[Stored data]
---+---

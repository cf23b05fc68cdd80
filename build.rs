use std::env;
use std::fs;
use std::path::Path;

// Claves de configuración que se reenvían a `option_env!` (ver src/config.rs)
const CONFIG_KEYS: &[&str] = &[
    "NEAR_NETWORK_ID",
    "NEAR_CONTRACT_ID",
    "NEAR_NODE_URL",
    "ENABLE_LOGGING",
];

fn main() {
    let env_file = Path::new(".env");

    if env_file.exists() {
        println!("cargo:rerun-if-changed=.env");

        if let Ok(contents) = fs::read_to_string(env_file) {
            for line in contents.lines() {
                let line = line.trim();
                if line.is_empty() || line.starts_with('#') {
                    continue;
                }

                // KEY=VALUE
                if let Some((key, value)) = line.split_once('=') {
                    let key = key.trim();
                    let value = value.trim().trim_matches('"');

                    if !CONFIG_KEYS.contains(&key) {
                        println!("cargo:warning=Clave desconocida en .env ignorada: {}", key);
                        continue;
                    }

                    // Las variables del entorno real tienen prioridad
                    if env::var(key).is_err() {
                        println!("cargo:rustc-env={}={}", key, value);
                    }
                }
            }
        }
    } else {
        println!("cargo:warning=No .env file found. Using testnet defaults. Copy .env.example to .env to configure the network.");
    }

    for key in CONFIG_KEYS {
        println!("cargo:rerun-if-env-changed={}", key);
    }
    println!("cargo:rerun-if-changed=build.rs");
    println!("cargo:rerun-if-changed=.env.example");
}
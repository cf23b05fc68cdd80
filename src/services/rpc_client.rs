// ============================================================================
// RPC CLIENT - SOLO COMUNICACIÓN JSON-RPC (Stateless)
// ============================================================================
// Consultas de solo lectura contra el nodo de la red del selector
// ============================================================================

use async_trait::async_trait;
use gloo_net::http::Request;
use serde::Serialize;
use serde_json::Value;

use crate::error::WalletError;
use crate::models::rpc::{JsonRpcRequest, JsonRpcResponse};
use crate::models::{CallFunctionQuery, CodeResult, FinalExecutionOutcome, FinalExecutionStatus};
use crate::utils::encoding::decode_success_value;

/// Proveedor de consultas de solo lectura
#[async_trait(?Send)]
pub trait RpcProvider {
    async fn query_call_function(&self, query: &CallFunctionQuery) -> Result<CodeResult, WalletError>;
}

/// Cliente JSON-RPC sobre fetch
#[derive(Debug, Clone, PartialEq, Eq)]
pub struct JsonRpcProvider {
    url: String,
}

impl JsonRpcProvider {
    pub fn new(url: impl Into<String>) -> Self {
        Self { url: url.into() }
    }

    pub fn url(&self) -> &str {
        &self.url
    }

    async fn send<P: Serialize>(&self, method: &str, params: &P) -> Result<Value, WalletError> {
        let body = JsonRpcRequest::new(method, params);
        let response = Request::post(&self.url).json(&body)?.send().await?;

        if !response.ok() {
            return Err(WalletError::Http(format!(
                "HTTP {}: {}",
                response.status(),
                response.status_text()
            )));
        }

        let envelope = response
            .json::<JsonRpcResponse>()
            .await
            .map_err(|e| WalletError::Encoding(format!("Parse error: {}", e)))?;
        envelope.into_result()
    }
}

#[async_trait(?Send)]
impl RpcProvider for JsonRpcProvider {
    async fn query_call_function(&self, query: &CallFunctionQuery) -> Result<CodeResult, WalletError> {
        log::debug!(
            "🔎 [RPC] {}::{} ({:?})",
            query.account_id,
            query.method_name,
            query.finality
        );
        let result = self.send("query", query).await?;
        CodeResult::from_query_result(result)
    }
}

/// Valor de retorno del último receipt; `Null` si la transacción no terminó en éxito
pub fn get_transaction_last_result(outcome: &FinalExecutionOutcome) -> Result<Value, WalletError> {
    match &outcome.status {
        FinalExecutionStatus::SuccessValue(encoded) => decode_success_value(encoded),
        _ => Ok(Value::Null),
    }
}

---+---

From the records above, return each line that includes "params".

_Task solution_.
    async fn send<P: Serialize>(&self, method: &str, params: &P) -> Result<Value, WalletError> {
        let body = JsonRpcRequest::new(method, params);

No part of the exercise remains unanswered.